-- Opening Marker --
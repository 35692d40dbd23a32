//! Slack Web API client implementation

use std::time::Duration;

use async_trait::async_trait;
use log::debug;
use reqwest::{Client as HttpClient, StatusCode};
use serde::Deserialize;
use serde::de::DeserializeOwned;

use super::api::{AuthApi, ConversationScope, ConversationsApi, UsersApi};
use super::models::{AuthInfo, Conversation, User};
use super::pagination::{CursorPage, CursorParams, ResponseMetadata};
use super::rate_limit::{MethodTier, RateLimiterSet};
use crate::config::Config;
use crate::error::{ApiError, Result};

/// Conversation types requested from list methods
const CONVERSATION_TYPES: &str = "public_channel,private_channel,mpim,im";

/// Wait used when a 429 carries no usable `Retry-After`
const DEFAULT_RETRY_AFTER_SECS: u64 = 60;

/// Slack Web API client
pub struct SlackClient {
    http: HttpClient,
    base_url: String,
    token: String,
    cookie: Option<String>,
    rate_limiters: RateLimiterSet,
}

impl SlackClient {
    /// Create a client for the public Slack API.
    #[cfg(test)]
    pub fn new(token: impl Into<String>, cookie: Option<String>) -> Result<Self> {
        Self::with_base_url(token, cookie, crate::config::DEFAULT_API_URL)
    }

    /// Create a client against a custom API base URL (for testing or proxies).
    pub fn with_base_url(
        token: impl Into<String>,
        cookie: Option<String>,
        base_url: &str,
    ) -> Result<Self> {
        let http = HttpClient::builder()
            .timeout(Duration::from_secs(30))
            .build()
            .map_err(|e| ApiError::Network(e.to_string()))?;

        Ok(Self {
            http,
            base_url: base_url.trim_end_matches('/').to_string(),
            token: token.into(),
            cookie: cookie.filter(|c| !c.is_empty()),
            rate_limiters: RateLimiterSet::new(),
        })
    }

    /// Create a client from config. The token may be empty for offline use.
    pub fn from_config(config: &Config) -> Result<Self> {
        let token = config.token.clone().unwrap_or_default();
        Self::with_base_url(token, config.cookie.clone(), config.api_url())
    }

    /// Call a Web API method and decode its payload.
    async fn call<T: DeserializeOwned>(
        &self,
        method: &str,
        query: &[(&'static str, String)],
    ) -> Result<T> {
        let tier = MethodTier::for_method(method);
        self.rate_limiters.wait_for(tier).await;

        let url = format!("{}/{}", self.base_url, method);
        debug!("GET {} {:?}", method, query);

        let mut request = self
            .http
            .get(&url)
            .query(query)
            .header("Authorization", format!("Bearer {}", self.token));
        if let Some(ref cookie) = self.cookie {
            request = request.header("Cookie", format!("d={}", cookie));
        }

        let response = request.send().await.map_err(ApiError::from)?;

        let status = response.status();
        match status {
            StatusCode::OK => {}
            StatusCode::TOO_MANY_REQUESTS => {
                self.rate_limiters.activate(tier).await;
                return Err(ApiError::RateLimit(retry_after(response.headers())).into());
            }
            StatusCode::UNAUTHORIZED => return Err(ApiError::Unauthorized.into()),
            StatusCode::FORBIDDEN => return Err(ApiError::Forbidden.into()),
            StatusCode::NOT_FOUND => {
                return Err(ApiError::NotFound(format!("method {}", method)).into());
            }
            status if status.is_server_error() => {
                let error_msg = response
                    .text()
                    .await
                    .unwrap_or_else(|_| format!("Server error: {}", status));
                return Err(ApiError::ServerError(error_msg).into());
            }
            status if status.is_client_error() => {
                let error_msg = response
                    .text()
                    .await
                    .unwrap_or_else(|_| "Bad request".to_string());
                return Err(ApiError::BadRequest(error_msg).into());
            }
            _ => {
                let error_msg = format!("Unexpected status code: {}", status);
                return Err(ApiError::InvalidResponse(error_msg).into());
            }
        }

        let headers = response.headers().clone();
        let body: serde_json::Value = response.json().await.map_err(|e| {
            ApiError::InvalidResponse(format!("Failed to parse response: {}", e))
        })?;

        if !body.get("ok").and_then(|v| v.as_bool()).unwrap_or(false) {
            let code = body
                .get("error")
                .and_then(|v| v.as_str())
                .unwrap_or("unknown_error");
            if code == "ratelimited" {
                self.rate_limiters.activate(tier).await;
                return Err(ApiError::RateLimit(retry_after(&headers)).into());
            }
            return Err(slack_error(code, method).into());
        }

        serde_json::from_value(body)
            .map_err(|e| ApiError::InvalidResponse(format!("{}: {}", method, e)).into())
    }
}

/// Read `Retry-After` (whole seconds) from a response.
fn retry_after(headers: &reqwest::header::HeaderMap) -> Duration {
    let secs = headers
        .get("retry-after")
        .and_then(|v| v.to_str().ok())
        .and_then(|v| v.trim().parse::<u64>().ok())
        .unwrap_or(DEFAULT_RETRY_AFTER_SECS);
    Duration::from_secs(secs)
}

/// Map a Slack `error` code to an [`ApiError`].
fn slack_error(code: &str, method: &str) -> ApiError {
    match code {
        "invalid_auth" | "not_authed" | "token_revoked" | "token_expired" | "account_inactive" => {
            ApiError::Unauthorized
        }
        "missing_scope" | "no_permission" | "ekm_access_denied" => ApiError::Forbidden,
        "channel_not_found" | "user_not_found" => {
            ApiError::NotFound(format!("{} ({})", code, method))
        }
        "invalid_cursor" | "invalid_limit" | "invalid_types" | "invalid_arguments" => {
            ApiError::BadRequest(code.to_string())
        }
        "internal_error" | "fatal_error" | "service_unavailable" | "request_timeout" => {
            ApiError::ServerError(code.to_string())
        }
        other => ApiError::Slack(other.to_string()),
    }
}

#[derive(Deserialize)]
struct ConversationsResponse {
    #[serde(default)]
    channels: Vec<Conversation>,
    #[serde(default)]
    response_metadata: ResponseMetadata,
}

#[derive(Deserialize)]
struct ConversationInfoResponse {
    channel: Conversation,
}

#[derive(Deserialize)]
struct UsersResponse {
    #[serde(default)]
    members: Vec<User>,
    #[serde(default)]
    response_metadata: ResponseMetadata,
}

#[async_trait]
impl AuthApi for SlackClient {
    async fn auth_test(&self) -> Result<AuthInfo> {
        self.call("auth.test", &[]).await
    }
}

#[async_trait]
impl ConversationsApi for SlackClient {
    async fn list_conversations(
        &self,
        scope: ConversationScope,
        params: &CursorParams,
    ) -> Result<CursorPage<Conversation>> {
        let mut query = params.to_query_params();
        query.push(("types", CONVERSATION_TYPES.to_string()));

        let method = match scope {
            ConversationScope::MemberOnly => {
                query.push(("exclude_archived", "true".to_string()));
                "users.conversations"
            }
            ConversationScope::All => "conversations.list",
        };

        let response: ConversationsResponse = self.call(method, &query).await?;
        Ok(CursorPage {
            next_cursor: response.response_metadata.next_cursor(),
            items: response.channels,
        })
    }

    async fn get_conversation(&self, id: &str) -> Result<Conversation> {
        let query = [("channel", id.to_string())];
        let response: ConversationInfoResponse = self.call("conversations.info", &query).await?;
        Ok(response.channel)
    }
}

#[async_trait]
impl UsersApi for SlackClient {
    async fn list_users(&self, params: &CursorParams) -> Result<CursorPage<User>> {
        let query = params.to_query_params();
        let response: UsersResponse = self.call("users.list", &query).await?;
        Ok(CursorPage {
            next_cursor: response.response_metadata.next_cursor(),
            items: response.members,
        })
    }
}

#[cfg(test)]
mod tests {
    use super::*;
    use crate::error::Error;
    use mockito::Matcher;

    fn client_for(server: &mockito::ServerGuard) -> SlackClient {
        SlackClient::with_base_url("xoxb-test", None, &server.url()).unwrap()
    }

    #[test]
    fn test_client_creation() {
        let client = SlackClient::new("xoxb-test", Some(String::new()));
        assert!(client.is_ok());
        assert!(client.unwrap().cookie.is_none());
    }

    #[test]
    fn test_slack_error_mapping() {
        assert!(matches!(
            slack_error("invalid_auth", "auth.test"),
            ApiError::Unauthorized
        ));
        assert!(matches!(
            slack_error("missing_scope", "users.list"),
            ApiError::Forbidden
        ));
        assert!(matches!(
            slack_error("channel_not_found", "conversations.info"),
            ApiError::NotFound(_)
        ));
        assert!(matches!(
            slack_error("internal_error", "conversations.list"),
            ApiError::ServerError(_)
        ));
        assert!(matches!(
            slack_error("something_new", "conversations.list"),
            ApiError::Slack(_)
        ));
    }

    #[tokio::test]
    async fn test_list_member_conversations_uses_users_conversations() {
        let mut server = mockito::Server::new_async().await;
        let mock = server
            .mock("GET", "/users.conversations")
            .match_query(Matcher::AllOf(vec![
                Matcher::UrlEncoded("limit".into(), "100".into()),
                Matcher::UrlEncoded("exclude_archived".into(), "true".into()),
            ]))
            .match_header("authorization", "Bearer xoxb-test")
            .with_status(200)
            .with_header("content-type", "application/json")
            .with_body(
                r#"{"ok":true,
                    "channels":[{"id":"C0000000001","name":"general","is_channel":true}],
                    "response_metadata":{"next_cursor":"dGVhbTpD"}}"#,
            )
            .create_async()
            .await;

        let client = client_for(&server);
        let page = client
            .list_conversations(
                ConversationScope::MemberOnly,
                &CursorParams::new().limit(100),
            )
            .await
            .unwrap();

        mock.assert_async().await;
        assert_eq!(page.items.len(), 1);
        assert_eq!(page.items[0].name, "general");
        assert_eq!(page.next_cursor.as_deref(), Some("dGVhbTpD"));
    }

    #[tokio::test]
    async fn test_list_all_conversations_last_page() {
        let mut server = mockito::Server::new_async().await;
        let _mock = server
            .mock("GET", "/conversations.list")
            .match_query(Matcher::UrlEncoded("cursor".into(), "abc".into()))
            .with_status(200)
            .with_body(r#"{"ok":true,"channels":[],"response_metadata":{"next_cursor":""}}"#)
            .create_async()
            .await;

        let client = client_for(&server);
        let page = client
            .list_conversations(ConversationScope::All, &CursorParams::new().cursor("abc"))
            .await
            .unwrap();

        assert!(page.items.is_empty());
        assert!(!page.has_next_page());
    }

    #[tokio::test]
    async fn test_http_429_maps_to_rate_limit_with_retry_after() {
        let mut server = mockito::Server::new_async().await;
        let _mock = server
            .mock("GET", "/conversations.list")
            .match_query(Matcher::Any)
            .with_status(429)
            .with_header("retry-after", "7")
            .with_body(r#"{"ok":false,"error":"ratelimited"}"#)
            .create_async()
            .await;

        let client = client_for(&server);
        let result = client
            .list_conversations(ConversationScope::All, &CursorParams::new())
            .await;

        match result {
            Err(Error::Api(ApiError::RateLimit(d))) => assert_eq!(d, Duration::from_secs(7)),
            other => panic!("expected rate limit, got {:?}", other.map(|p| p.items.len())),
        }
        assert!(client.rate_limiters.is_active(MethodTier::Tier2).await);
    }

    #[tokio::test]
    async fn test_ok_false_maps_to_not_found() {
        let mut server = mockito::Server::new_async().await;
        let _mock = server
            .mock("GET", "/conversations.info")
            .match_query(Matcher::UrlEncoded("channel".into(), "C0000000404".into()))
            .with_status(200)
            .with_body(r#"{"ok":false,"error":"channel_not_found"}"#)
            .create_async()
            .await;

        let client = client_for(&server);
        let result = client.get_conversation("C0000000404").await;

        assert!(matches!(result, Err(Error::Api(ApiError::NotFound(_)))));
    }

    #[tokio::test]
    async fn test_cookie_header_is_sent() {
        let mut server = mockito::Server::new_async().await;
        let mock = server
            .mock("GET", "/auth.test")
            .match_header("cookie", "d=xoxd-secret")
            .with_status(200)
            .with_body(r#"{"ok":true,"url":"https://acme.slack.com/","team":"Acme","user":"ada","team_id":"T1","user_id":"U1"}"#)
            .create_async()
            .await;

        let client =
            SlackClient::with_base_url("xoxc-test", Some("xoxd-secret".to_string()), &server.url())
                .unwrap();
        let info = client.auth_test().await.unwrap();

        mock.assert_async().await;
        assert_eq!(info.team, "Acme");
    }

    #[tokio::test]
    async fn test_server_error_is_transient() {
        let mut server = mockito::Server::new_async().await;
        let _mock = server
            .mock("GET", "/users.list")
            .match_query(Matcher::Any)
            .with_status(503)
            .with_body("unavailable")
            .create_async()
            .await;

        let client = client_for(&server);
        let err = client.list_users(&CursorParams::new()).await.unwrap_err();

        assert_eq!(err.class(), crate::error::FailureClass::Transient);
    }
}
//! Shared catalog state: the index and the refresh bookkeeping
//!
//! Readers take a short read lock and copy out what they need; a page is
//! applied under one write lock so readers never see it half-applied.

use std::sync::{Mutex, PoisonError, RwLock, RwLockReadGuard, RwLockWriteGuard};

use log::{debug, info};
use tokio::time::Instant;

use super::entry::CatalogEntry;
use super::index::CatalogIndex;
use super::limiter::{RefreshDecision, RefreshState};
use super::snapshot::SnapshotStore;
use super::users::UserDirectory;
use crate::client::ConversationScope;
use crate::config::RefreshPolicy;

/// Channel catalog held in memory for the life of the process.
#[derive(Debug, Default)]
pub struct CatalogCache {
    index: RwLock<CatalogIndex>,
    refresh: Mutex<RefreshState>,
}

impl CatalogCache {
    pub fn new() -> Self {
        Self::default()
    }

    fn read(&self) -> RwLockReadGuard<'_, CatalogIndex> {
        self.index.read().unwrap_or_else(PoisonError::into_inner)
    }

    fn write(&self) -> RwLockWriteGuard<'_, CatalogIndex> {
        self.index.write().unwrap_or_else(PoisonError::into_inner)
    }

    fn with_refresh<R>(&self, f: impl FnOnce(&mut RefreshState) -> R) -> R {
        let mut state = self.refresh.lock().unwrap_or_else(PoisonError::into_inner);
        f(&mut state)
    }

    /// Seed the index from a snapshot. Returns the number of entries loaded.
    ///
    /// Any load failure leaves the index empty; the caller proceeds as a
    /// cold start.
    pub fn warm_start(&self, store: &SnapshotStore, users: &UserDirectory) -> usize {
        match store.load::<CatalogEntry>() {
            Ok(entries) => {
                let count = entries.len();
                // Saved membership flags are kept as-is
                self.ingest(entries, ConversationScope::All, users);
                self.mark_refreshed(Instant::now());
                info!("Warm start with {} catalog entries", count);
                count
            }
            Err(e) => {
                debug!("No usable catalog snapshot ({}), cold start", e);
                0
            }
        }
    }

    /// Apply one page of entries observed in a fetch of `scope`.
    pub fn ingest(
        &self,
        entries: Vec<CatalogEntry>,
        scope: ConversationScope,
        users: &UserDirectory,
    ) {
        // Resolve DM names before taking the write lock
        let dm_aliases: Vec<(String, Vec<String>)> = entries
            .iter()
            .filter_map(|e| e.user.as_deref().map(|u| (e.id.clone(), users.aliases_for(u))))
            .filter(|(_, aliases)| !aliases.is_empty())
            .collect();

        let mut index = self.write();
        for entry in entries {
            index.upsert(entry, scope);
        }
        for (id, aliases) in dm_aliases {
            for alias in aliases {
                index.claim_alias(&alias, &id);
            }
        }
    }

    /// Give every known direct message its counterpart's names.
    pub fn backfill_dm_aliases(&self, users: &UserDirectory) -> usize {
        let dms: Vec<(String, String)> = self
            .read()
            .entries()
            .filter_map(|e| e.user.clone().map(|u| (e.id.clone(), u)))
            .collect();

        let mut claimed = 0;
        let aliases: Vec<(String, Vec<String>)> = dms
            .into_iter()
            .map(|(id, user)| (id, users.aliases_for(&user)))
            .collect();

        let mut index = self.write();
        for (id, names) in aliases {
            for name in names {
                if index.claim_alias(&name, &id) {
                    claimed += 1;
                }
            }
        }
        claimed
    }

    /// Copy of every entry, sorted by display name.
    pub fn snapshot(&self) -> Vec<CatalogEntry> {
        self.read().to_vec()
    }

    /// Entries matching `pred`, sorted by display name.
    pub fn filter(&self, pred: impl Fn(&CatalogEntry) -> bool) -> Vec<CatalogEntry> {
        let mut entries: Vec<CatalogEntry> =
            self.read().entries().filter(|e| pred(e)).cloned().collect();
        entries.sort_by_key(|e| (e.display_name().to_lowercase(), e.id.clone()));
        entries
    }

    /// Number of entries matching `pred`, without copying any of them.
    pub fn count(&self, pred: impl Fn(&CatalogEntry) -> bool) -> usize {
        self.read().entries().filter(|e| pred(e)).count()
    }

    pub fn get(&self, id: &str) -> Option<CatalogEntry> {
        self.read().get(id).cloned()
    }

    /// Id for a name: exact alias key first, then case-folded.
    pub fn lookup_name(&self, name: &str) -> Option<String> {
        let index = self.read();
        index
            .alias(name)
            .or_else(|| index.lookup_name(name))
            .map(str::to_string)
    }

    pub fn len(&self) -> usize {
        self.read().len()
    }

    pub fn is_empty(&self) -> bool {
        self.read().is_empty()
    }

    pub fn mark_refreshed(&self, now: Instant) {
        self.with_refresh(|state| state.mark_refreshed(now));
    }

    /// Run the manual refresh limiter at `now`.
    pub fn evaluate_refresh(&self, policy: &RefreshPolicy, now: Instant) -> RefreshDecision {
        self.with_refresh(|state| state.evaluate(policy, now))
    }

    pub fn refresh_state(&self) -> RefreshState {
        self.with_refresh(|state| state.clone())
    }
}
-- Closing Marker --
* Your objective
Extract exactly and only the lines above from the line containing "from list methods" through the line containing "pub struct SlackClient", both end lines included.

* Answer below
/// Conversation types requested from list methods
const CONVERSATION_TYPES: &str = "public_channel,private_channel,mpim,im";

/// Wait used when a 429 carries no usable `Retry-After`
const DEFAULT_RETRY_AFTER_SECS: u64 = 60;

/// Slack Web API client
pub struct SlackClient {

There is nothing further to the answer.